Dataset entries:
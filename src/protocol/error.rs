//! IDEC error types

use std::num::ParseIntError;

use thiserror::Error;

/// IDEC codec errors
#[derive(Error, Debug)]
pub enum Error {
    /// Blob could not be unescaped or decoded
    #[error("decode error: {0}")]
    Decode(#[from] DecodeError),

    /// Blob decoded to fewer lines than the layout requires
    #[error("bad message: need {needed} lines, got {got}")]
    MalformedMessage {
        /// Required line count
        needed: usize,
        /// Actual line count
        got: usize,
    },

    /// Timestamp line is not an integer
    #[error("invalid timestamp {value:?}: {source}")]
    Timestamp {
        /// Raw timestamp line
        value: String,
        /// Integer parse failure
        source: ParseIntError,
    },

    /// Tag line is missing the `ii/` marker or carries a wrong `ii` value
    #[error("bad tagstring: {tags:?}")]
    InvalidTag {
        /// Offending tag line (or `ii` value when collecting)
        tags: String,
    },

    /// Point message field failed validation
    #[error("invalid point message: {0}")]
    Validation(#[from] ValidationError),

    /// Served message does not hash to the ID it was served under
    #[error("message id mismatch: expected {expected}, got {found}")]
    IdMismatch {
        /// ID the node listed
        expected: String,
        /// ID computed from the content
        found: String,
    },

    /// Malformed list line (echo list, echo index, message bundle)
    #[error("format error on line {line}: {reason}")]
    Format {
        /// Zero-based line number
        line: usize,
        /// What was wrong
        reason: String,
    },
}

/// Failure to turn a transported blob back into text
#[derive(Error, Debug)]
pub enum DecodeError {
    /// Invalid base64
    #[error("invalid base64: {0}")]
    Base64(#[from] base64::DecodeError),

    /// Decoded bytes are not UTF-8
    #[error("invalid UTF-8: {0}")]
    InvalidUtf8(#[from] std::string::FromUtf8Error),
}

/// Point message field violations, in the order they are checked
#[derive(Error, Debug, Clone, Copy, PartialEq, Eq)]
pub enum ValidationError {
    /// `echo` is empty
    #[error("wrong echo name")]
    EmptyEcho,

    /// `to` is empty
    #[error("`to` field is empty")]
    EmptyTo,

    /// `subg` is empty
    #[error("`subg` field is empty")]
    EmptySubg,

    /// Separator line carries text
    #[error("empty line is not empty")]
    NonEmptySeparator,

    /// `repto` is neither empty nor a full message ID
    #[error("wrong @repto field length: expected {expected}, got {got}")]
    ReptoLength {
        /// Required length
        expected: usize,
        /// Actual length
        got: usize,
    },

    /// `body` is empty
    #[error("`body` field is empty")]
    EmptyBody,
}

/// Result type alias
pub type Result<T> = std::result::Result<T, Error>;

== ACTIVITY ==
All of the entries must be given again, word for word.

== SOLUTION TO THIS TASK ==
filename src/protocol/error.rs
//! IDEC error types

use std::num::ParseIntError;

use thiserror::Error;

/// IDEC codec errors
#[derive(Error, Debug)]
pub enum Error {
    /// Blob could not be unescaped or decoded
    #[error("decode error: {0}")]
    Decode(#[from] DecodeError),

    /// Blob decoded to fewer lines than the layout requires
    #[error("bad message: need {needed} lines, got {got}")]
    MalformedMessage {
        /// Required line count
        needed: usize,
        /// Actual line count
        got: usize,
    },

    /// Timestamp line is not an integer
    #[error("invalid timestamp {value:?}: {source}")]
    Timestamp {
        /// Raw timestamp line
        value: String,
        /// Integer parse failure
        source: ParseIntError,
    },

    /// Tag line is missing the `ii/` marker or carries a wrong `ii` value
    #[error("bad tagstring: {tags:?}")]
    InvalidTag {
        /// Offending tag line (or `ii` value when collecting)
        tags: String,
    },

    /// Point message field failed validation
    #[error("invalid point message: {0}")]
    Validation(#[from] ValidationError),

    /// Served message does not hash to the ID it was served under
    #[error("message id mismatch: expected {expected}, got {found}")]
    IdMismatch {
        /// ID the node listed
        expected: String,
        /// ID computed from the content
        found: String,
    },

    /// Malformed list line (echo list, echo index, message bundle)
    #[error("format error on line {line}: {reason}")]
    Format {
        /// Zero-based line number
        line: usize,
        /// What was wrong
        reason: String,
    },
}

/// Failure to turn a transported blob back into text
#[derive(Error, Debug)]
pub enum DecodeError {
    /// Invalid base64
    #[error("invalid base64: {0}")]
    Base64(#[from] base64::DecodeError),

    /// Decoded bytes are not UTF-8
    #[error("invalid UTF-8: {0}")]
    InvalidUtf8(#[from] std::string::FromUtf8Error),
}

/// Point message field violations, in the order they are checked
#[derive(Error, Debug, Clone, Copy, PartialEq, Eq)]
pub enum ValidationError {
    /// `echo` is empty
    #[error("wrong echo name")]
    EmptyEcho,

    /// `to` is empty
    #[error("`to` field is empty")]
    EmptyTo,

    /// `subg` is empty
    #[error("`subg` field is empty")]
    EmptySubg,

    /// Separator line carries text
    #[error("empty line is not empty")]
    NonEmptySeparator,

    /// `repto` is neither empty nor a full message ID
    #[error("wrong @repto field length: expected {expected}, got {got}")]
    ReptoLength {
        /// Required length
        expected: usize,
        /// Actual length
        got: usize,
    },

    /// `body` is empty
    #[error("`body` field is empty")]
    EmptyBody,
}

/// Result type alias
pub type Result<T> = std::result::Result<T, Error>;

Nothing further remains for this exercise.